Kaşif: İlgi gördü ki ev telefonu talebinde artış oldu. Bu ilgi bizi sevindiriyor çünkü telefonda yapılan her görüşme devlete katkı demektir. Diğer saatlerdeki tarifeler de cep telefonlarıyla görüşmelere kıyasla çok düşiük olduğu için, insanlarımızın bu alışkanlığı yeniden edinmesi hem ucuz, hem kaliteli, hem de daha rahat konuşma imkanı sağlıyor.
GSM- ara bağlantı ücretlerinde iyileştirme...
• Soru: GSM görüşmelerinde bir indirim olabileceği de açıklanmıştı. Bu konuda çalışmalar ne aşamada? Ara bağlantı ücretleriyle ilgili bir çalışma var mı?
• Kaşif: Perşembe gün Bilgi Teknoloji Haberleşme Kurumu’nda bir toplantı yaptık, GSM operatörleriyle yaptıkları toplantıların neticesini bana ilettiler. Bakanlığa geldiğimden beri söylediğim sonlandırma ücretlerinde yani ara bağlantı ücretinde düzenleme, iyileştirme de gündemde. Şu anda sabit telefondan cep telefonu arandığında 13 kuruş, cep telefonundan sabit telefon arandığında 3 kuruş ödeniyor. Bu konuda 1 Ocak 2014’ten başlamak üzere bir iyileştirme yapma gayretindeyiz. Ilk etapta %15-20 civarında bir iyileştirme yapmayı planlıyoruz.
• Soru: Bu ücretlerin tamamen eşitlenmesi için öngördüğünüz süre nedir?
• Kaşif: 3-5 yıl.

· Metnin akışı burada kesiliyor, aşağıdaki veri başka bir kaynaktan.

//! World container for sandbox objects
//!
//! The World owns every [`SandboxObject`] together with the physics world
//! holding their bodies. Every mutation goes through here so an object and
//! its body are always added and removed as a pair.

use std::fmt;

use log::{debug, info};
use sandbox_math::{Plane, Quat, Ray, Vec3};
use sandbox_physics::{BlackHole, BodyKey, PhysicsConfig, PhysicsMaterial, PhysicsWorld, StaticCollider};
use slotmap::{new_key_type, SlotMap};

use crate::edit::EditFields;
use crate::object::{Color, DirtyFlags, Material, ObjectKind, SandboxObject};
use crate::Transform;

new_key_type! {
    /// Key to an object in the world
    ///
    /// Generational: a key to a removed object resolves to `None` even if
    /// its slot has been reused.
    pub struct ObjectKey;
}

/// Height new objects are dropped from
pub const SPAWN_HEIGHT: f32 = 5.1;

/// Half-extents of the ground slab; its top face is at y = 0
pub const GROUND_HALF_EXTENTS: Vec3 = Vec3::new(1000.0, 5.0, 1000.0);

/// Why a spawn was refused
#[derive(Debug, Clone, PartialEq)]
pub enum SpawnError {
    /// The world already holds `limit` objects
    LimitReached { limit: usize },
}

impl fmt::Display for SpawnError {
    fn fmt(&self, f: &mut fmt::Formatter<'_>) -> fmt::Result {
        match self {
            SpawnError::LimitReached { limit } => write!(f, "Object limit reached ({})", limit),
        }
    }
}

impl std::error::Error for SpawnError {}

/// All sandbox objects plus the physics world and the black hole
pub struct World {
    objects: SlotMap<ObjectKey, SandboxObject>,
    physics: PhysicsWorld,
    black_hole: BlackHole,
    selection: Option<ObjectKey>,
    /// 0 means unlimited
    max_objects: usize,
}

impl Default for World {
    fn default() -> Self {
        Self::new()
    }
}

impl World {
    /// Create an empty world with default physics and the ground slab
    pub fn new() -> Self {
        Self::with_physics(PhysicsConfig::default())
    }

    /// Create an empty world with the given physics configuration
    pub fn with_physics(config: PhysicsConfig) -> Self {
        let mut physics = PhysicsWorld::with_config(config);
        physics.add_static_collider(StaticCollider::ground_slab(0.0, GROUND_HALF_EXTENTS, PhysicsMaterial::GROUND));
        Self {
            objects: SlotMap::with_key(),
            physics,
            black_hole: BlackHole::default(),
            selection: None,
            max_objects: 0,
        }
    }

    pub fn with_black_hole(mut self, black_hole: BlackHole) -> Self {
        self.black_hole = black_hole;
        self
    }

    /// Limit the number of objects; 0 disables the limit
    pub fn with_max_objects(mut self, max_objects: usize) -> Self {
        self.max_objects = max_objects;
        self
    }

    pub fn physics(&self) -> &PhysicsWorld {
        &self.physics
    }

    pub fn physics_mut(&mut self) -> &mut PhysicsWorld {
        &mut self.physics
    }

    pub fn black_hole(&self) -> &BlackHole {
        &self.black_hole
    }

    pub fn black_hole_mut(&mut self) -> &mut BlackHole {
        &mut self.black_hole
    }

    #[inline]
    pub fn max_objects(&self) -> usize {
        self.max_objects
    }

    #[inline]
    pub fn len(&self) -> usize {
        self.objects.len()
    }

    #[inline]
    pub fn is_empty(&self) -> bool {
        self.objects.is_empty()
    }

    pub fn get(&self, key: ObjectKey) -> Option<&SandboxObject> {
        self.objects.get(key)
    }

    pub fn get_mut(&mut self, key: ObjectKey) -> Option<&mut SandboxObject> {
        self.objects.get_mut(key)
    }

    pub fn contains(&self, key: ObjectKey) -> bool {
        self.objects.contains_key(key)
    }

    pub fn iter(&self) -> impl Iterator<Item = (ObjectKey, &SandboxObject)> {
        self.objects.iter()
    }

    pub fn iter_mut(&mut self) -> impl Iterator<Item = (ObjectKey, &mut SandboxObject)> {
        self.objects.iter_mut()
    }

    /// Whether another object fits under the limit
    pub fn can_spawn(&self) -> bool {
        self.max_objects == 0 || self.objects.len() < self.max_objects
    }

    /// Spawn an object at `position` with unit scale
    pub fn spawn(&mut self, kind: ObjectKind, color: Color, position: Vec3) -> Result<ObjectKey, SpawnError> {
        self.spawn_scaled(kind, color, position, Vec3::ONE)
    }

    /// Spawn an object, inserting the object and its body together
    pub fn spawn_scaled(
        &mut self,
        kind: ObjectKind,
        color: Color,
        position: Vec3,
        scale: Vec3,
    ) -> Result<ObjectKey, SpawnError> {
        if !self.can_spawn() {
            return Err(SpawnError::LimitReached {
                limit: self.max_objects,
            });
        }

        let mut body = kind.build_body(position);
        body.set_scale(scale);
        let body_key = self.physics.add_body(body);

        let transform = Transform::from_position(position).with_scale(scale);
        let key = self
            .objects
            .insert(SandboxObject::new(kind, transform, Material::from_color(color), body_key));

        info!("Spawned {} at ({:.1}, {:.1}, {:.1})", kind, position.x, position.y, position.z);
        Ok(key)
    }

    /// Spawn where `ray` meets the ground and select the new object
    ///
    /// The object is placed just above the ground at the hit point, or
    /// above the origin when the ray never reaches the ground.
    pub fn spawn_at_ray(&mut self, kind: ObjectKind, color: Color, ray: &Ray) -> Result<ObjectKey, SpawnError> {
        if !self.can_spawn() {
            return Err(SpawnError::LimitReached {
                limit: self.max_objects,
            });
        }
        let hit = ray.intersect_plane_point(&Plane::horizontal(0.0)).unwrap_or_else(|| {
            debug!("Spawn ray misses the ground, placing at the origin");
            Vec3::ZERO
        });
        let key = self.spawn(kind, color, Vec3::new(hit.x, SPAWN_HEIGHT, hit.z))?;
        self.select(key);
        Ok(key)
    }

    /// Remove an object and its body; clears the selection if it was selected
    pub fn remove(&mut self, key: ObjectKey) -> Option<SandboxObject> {
        let object = self.objects.remove(key)?;
        self.physics.remove_body(object.body);
        if self.selection == Some(key) {
            self.selection = None;
        }
        info!("Removed {}", object.kind);
        Some(object)
    }

    /// Remove every object and body, keeping the ground
    pub fn clear(&mut self) {
        self.objects.clear();
        self.physics.clear_bodies();
        self.selection = None;
    }

    #[inline]
    pub fn selected(&self) -> Option<ObjectKey> {
        self.selection
    }

    /// Select an object, moving the highlight from the previous selection
    ///
    /// Returns false (and leaves the selection alone) for stale keys.
    pub fn select(&mut self, key: ObjectKey) -> bool {
        if !self.objects.contains_key(key) {
            return false;
        }
        self.deselect();
        if let Some(object) = self.objects.get_mut(key) {
            object.set_highlighted(true);
        }
        self.selection = Some(key);
        debug!("Selected {:?}", key);
        true
    }

    pub fn deselect(&mut self) {
        if let Some(prev) = self.selection.take() {
            if let Some(object) = self.objects.get_mut(prev) {
                object.set_highlighted(false);
            }
        }
    }

    /// Current edit-panel values for an object
    pub fn edit_fields(&self, key: ObjectKey) -> Option<EditFields> {
        let object = self.objects.get(key)?;
        let position = self
            .physics
            .get_body(object.body)
            .map(|b| b.position)
            .unwrap_or(object.transform.position);
        Some(EditFields::from_object(object, position))
    }

    /// Push edit-panel values onto an object and its body
    ///
    /// Dynamic bodies lose their velocity so the object holds still while
    /// being edited.
    pub fn apply_edit(&mut self, key: ObjectKey, fields: &EditFields) -> bool {
        let Some(object) = self.objects.get_mut(key) else {
            return false;
        };
        let fields = fields.sanitized();
        let rotation = Quat::from_rotation_y(fields.rotation_y);

        if let Some(body) = self.physics.get_body_mut(object.body) {
            body.set_position(fields.position);
            if !object.kind.is_static() {
                body.velocity = Vec3::ZERO;
            }
            body.rotation = rotation;
            body.set_scale(fields.scale);
        }

        object.transform.position = fields.position;
        object.transform.rotation = rotation;
        object.transform.scale = fields.scale;
        object.mark_dirty(DirtyFlags::TRANSFORM);
        true
    }

    /// Nearest object hit by `ray`
    ///
    /// Spheres are tested as spheres of their largest scaled radius, cubes
    /// and walls as boxes oriented by the object rotation.
    pub fn pick(&self, ray: &Ray) -> Option<ObjectKey> {
        self.objects
            .iter()
            .filter_map(|(key, object)| {
                let t = match object.kind {
                    ObjectKind::Sphere => {
                        ray.intersect_sphere(object.transform.position, object.half_extents().max_element())
                    }
                    ObjectKind::Cube | ObjectKind::Wall => ray.intersect_oriented_box(
                        object.transform.position,
                        object.transform.rotation,
                        object.half_extents(),
                    ),
                }?;
                Some((key, t))
            })
            .min_by(|a, b| a.1.total_cmp(&b.1))
            .map(|(key, _)| key)
    }

    /// Advance one physics tick
    ///
    /// The black hole pulls or consumes dynamic objects first, then physics
    /// steps and object transforms are copied from their bodies. Returns the
    /// kinds of the objects consumed this tick.
    pub fn step(&mut self, dt: f32) -> Vec<ObjectKind> {
        let captured_bodies = self.black_hole.apply(&mut self.physics);
        let mut consumed = Vec::with_capacity(captured_bodies.len());
        for body in captured_bodies {
            if let Some(key) = self.key_for_body(body) {
                if let Some(object) = self.remove(key) {
                    info!("Black hole consumed {}", object.kind);
                    consumed.push(object.kind);
                }
            } else {
                self.physics.remove_body(body);
            }
        }

        self.physics.step(dt);
        self.sync_transforms();
        consumed
    }

    /// Copy body positions and rotations onto their objects
    pub fn sync_transforms(&mut self) {
        for (_key, object) in &mut self.objects {
            if let Some(body) = self.physics.get_body(object.body) {
                if object.transform.position != body.position || object.transform.rotation != body.rotation {
                    object.transform.position = body.position;
                    object.transform.rotation = body.rotation;
                    object.mark_dirty(DirtyFlags::TRANSFORM);
                }
            }
        }
    }

    fn key_for_body(&self, body: BodyKey) -> Option<ObjectKey> {
        self.objects.iter().find(|(_, o)| o.body == body).map(|(k, _)| k)
    }
}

Dünya ekonomik bir daralmadan geçiyor, ülkemizde de ekonomik sıkıntılar var. İnsanımızın haberleşmesinde de elbette ki bir sıkıntı olacak çünkü o da ekonomik bir durumdur. Amacımız insanlarımıza en güzelini sunabilmektir.
GSM operatörleri zaten sabit telefonlardaki uygulamadan sonra bazı kampanyalar yaptılar. Demek ki bu tür çalışmalar yapıldıkça diğer operatörlerde de halkımızın ucuz haberleşme olanaklarını sağlayacak olaylar gündeme geliyor.
“Telekomünikasyon Dairesi’nin rekabet edebilir bir durumu yok”
• Soru: Telekomünikasyon Dairesi’nin rekabet edebilirliğini nasıl sağlayacaksınız?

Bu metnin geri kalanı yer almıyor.